Même structure encore dans le Sermon sur la Montagne. Le Christ
déclare bienheureux ses disciples (5, 3-12), il les
installe dans leur vocation (5, 13-16), et
seulement après, il les confronte à la volonté
de Dieu (5, 17-42).
Ce qui est vrai du Christ l'est aussi des Douze. Ils sont
appelés (4, 18-22) avant
d'être instruits. Ils sont revêtus de la puissance du
Christ avant d'être envoyés en mission au chapitre
10.
5 - La Loi est
grâce.
Autre chose : il faut bien faire attention à
l'événement même de la
réinterprétation de la Loi par le Christ. Pour
Matthieu, d'accord en cela avec l'Ancien Testament et le
Judaïsme, le Christ accomplit un geste messianique en tant qu'il
restitue et réinstaure la Loi, en tant qu'il proclame la
volonté dernière de Dieu. La manifestation claire et
ultime de la Torah est par excellence l'acte de la bienveillance de
Dieu. Le don de la Torah est grâce. Et celui qui apporte un tel
don, une telle grâce aux hommes est le
libérateur.
6 -
L'universalisme.
Enfin, il nous faut prendre en compte l'universalisme de Matthieu.

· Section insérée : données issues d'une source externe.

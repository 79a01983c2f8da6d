//! Initials avatar for list items and headers.

use ratatui::layout::Rect;
use ratatui::style::{Modifier, Style};
use ratatui::Frame;
use vitrine_core::command::Command;
use vitrine_core::component::Component;
use vitrine_core::fragment::Fragment;
use vitrine_core::theme::Theme;

/// Messages for the avatar component. Avatars are static; they accept none.
#[derive(Debug, Clone)]
pub enum Message {}

/// A compact identity marker showing the initials of a display name.
///
/// A picture URL can be attached and is carried opaquely; terminals have no
/// way to paint it, so the initials always render.
pub struct Avatar {
    name: String,
    picture_url: Option<String>,
    abbreviation: Option<String>,
}

impl Avatar {
    /// Create an avatar for the given display name.
    pub fn new(name: impl Into<String>) -> Self {
        Self {
            name: name.into(),
            picture_url: None,
            abbreviation: None,
        }
    }

    /// Attach a picture URL (carried, never painted).
    pub fn with_picture_url(mut self, url: impl Into<String>) -> Self {
        self.picture_url = Some(url.into());
        self
    }

    /// Override the derived initials.
    pub fn with_abbreviation(mut self, abbr: impl Into<String>) -> Self {
        self.abbreviation = Some(abbr.into());
        self
    }

    /// The display name.
    pub fn name(&self) -> &str {
        &self.name
    }

    /// The attached picture URL, if any.
    pub fn picture_url(&self) -> Option<&str> {
        self.picture_url.as_deref()
    }

    /// The initials shown in the avatar: the first letter of the first two
    /// words of the name, uppercased, unless an override was set.
    pub fn initials(&self) -> String {
        if let Some(ref abbr) = self.abbreviation {
            return abbr.clone();
        }
        self.name
            .split_whitespace()
            .take(2)
            .filter_map(|word| word.chars().next())
            .flat_map(|c| c.to_uppercase())
            .collect()
    }

    /// The avatar as a pre-styled fragment leaf.
    pub fn node(&self, theme: &Theme) -> Fragment {
        let style = Style::default()
            .fg(theme.accent)
            .add_modifier(Modifier::BOLD);
        Fragment::styled(format!("({})", self.initials()), style)
    }
}

impl Component for Avatar {
    type Message = Message;

    fn update(&mut self, msg: Message) -> Command<Message> {
        match msg {}
    }

    fn view(&self, frame: &mut Frame, area: Rect) {
        let theme = Theme::default();
        self.node(&theme).render(&theme, frame, area);
    }
}

#[cfg(test)]
mod tests {
    use super::*;

    #[test]
    fn initials_from_two_word_name() {
        assert_eq!(Avatar::new("Jane Doe").initials(), "JD");
    }

    #[test]
    fn initials_from_single_word_name() {
        assert_eq!(Avatar::new("Plato").initials(), "P");
    }

    #[test]
    fn initials_ignore_extra_words() {
        assert_eq!(Avatar::new("Ana de la Cruz").initials(), "AD");
    }

    #[test]
    fn abbreviation_overrides_derivation() {
        let avatar = Avatar::new("Jane Doe").with_abbreviation("XY");
        assert_eq!(avatar.initials(), "XY");
    }

    #[test]
    fn picture_url_is_carried_opaquely() {
        let avatar = Avatar::new("Jane Doe").with_picture_url("https://example.test/p/1.jpg");
        assert_eq!(avatar.picture_url(), Some("https://example.test/p/1.jpg"));
        // The rendered node still shows initials.
        assert_eq!(avatar.node(&Theme::dark()).width(), 4);
    }
}
//! Core runtime for the **vitrine** component showcase.
//!
//! `vitrine-core` provides the traits, types, and runtime that power every
//! showcase demo.  The design follows the [Elm Architecture]: a demo is
//! expressed as a pure **init -> update -> view** cycle, with side effects
//! pushed to the edges through [`Command`]s and [`Subscription`]s.  On top of
//! that loop sit the two pieces every demo shares: the theming bootstrap
//! ([`theme`]) and the fragment tree builder ([`fragment`]).
//!
//! # Key types
//!
//! | Type | Purpose |
//! |------|---------|
//! | [`Model`] | Top-level demo trait (init / update / view) |
//! | [`Component`] | Reusable widget that renders into a [`ratatui::layout::Rect`] |
//! | [`Command`] | Describes a side effect to be executed by the runtime |
//! | [`Subscription`] | Long-lived event source (terminal events, timers) |
//! | [`Theme`] | Named palette applied explicitly to each demo's render root |
//! | [`Fragment`] | Plain-data description of a UI fragment |
//! | [`Program`] | Wires a [`Model`] to a real terminal and drives the event loop |
//! | [`TestProgram`](testing::TestProgram) | Headless harness for unit-testing a [`Model`] without a terminal |
//!
//! # The cycle
//!
//! 1. **init** -- [`Model::init`] receives explicit flags (a [`Theme`], at
//!    minimum, for themed demos) and may return a [`Command`] to kick off
//!    early work such as a record fetch.
//! 2. **view** -- The runtime calls [`Model::view`] to render the current
//!    state to a [`ratatui::Frame`].
//! 3. **event** -- External events arrive via [`Subscription`]s and are
//!    mapped into the model's `Message` type.
//! 4. **update** -- [`Model::update`] mutates state and optionally returns a
//!    [`Command`].
//! 5. **repeat** -- Steps 2-4 repeat until the program exits.  Every update
//!    is followed by a synchronous re-render; that ordering is the observer
//!    contract the stateful demos rely on.
//!
//! [Elm Architecture]: https://guide.elm-lang.org/architecture/

pub mod command;
pub mod component;
pub mod event;
pub mod fragment;
pub mod model;
pub mod runtime;
pub mod subscription;
pub mod subscriptions;
pub mod testing;
pub mod theme;

pub use command::Command;
pub use component::Component;
pub use event::TerminalEvent;
pub use fragment::Fragment;
pub use model::Model;
pub use runtime::{log_to_file, OutputTarget, Program, ProgramError, ProgramHandle, ProgramOptions};
pub use subscription::{subscribe, Subscription, SubscriptionId, SubscriptionSource};
pub use subscriptions::{terminal_events, After, Every};
pub use theme::{apply_theme, RenderRoot, Role, Theme};

/// Run a demo with default options.
pub async fn run<M: Model>(flags: M::Flags) -> Result<M, ProgramError> {
    Program::<M>::new(flags)?.run().await
}

/// Run with custom options.
pub async fn run_with<M: Model>(
    flags: M::Flags,
    options: ProgramOptions,
) -> Result<M, ProgramError> {
    Program::<M>::with_options(flags, options)?.run().await
}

Certes, l'enseignement du Christ a son centre dans la promulgation de
la Loi. Mais le don de la Loi n'est plus lié à un
peuple particulier, l'Israël historique. Comme le rappelle
l'histoire du centurion de Capharnaüm (8, 5-13) et les
trois paraboles (les deux fils, les vignerons homicides et le festin
nuptial (21, 28 à 22, 14), le
salut est désormais offert à quiconque croit et porte
du fruit, cela sans aucune condition préalable. Toutes les
nations sont destinataires de la Bonne Nouvelle du Règne. Tous
les hommes sont appelés et seul le jugement dernier
déterminera lesquels des appelés rassemblés en
Eglise sont élus. La grâce est universelle. Il faut
simplement l'accueillir.
C'est tout pour cette quinzaine. Vous avez de quoi travailler (livre de l'Évangile en mains). Dans quinze jours, nous aborderons, après l'enseignement de Jésus dans Matthieu, la façon dont il a été accueilli par certains, refusé par d'autres. Une crise couve.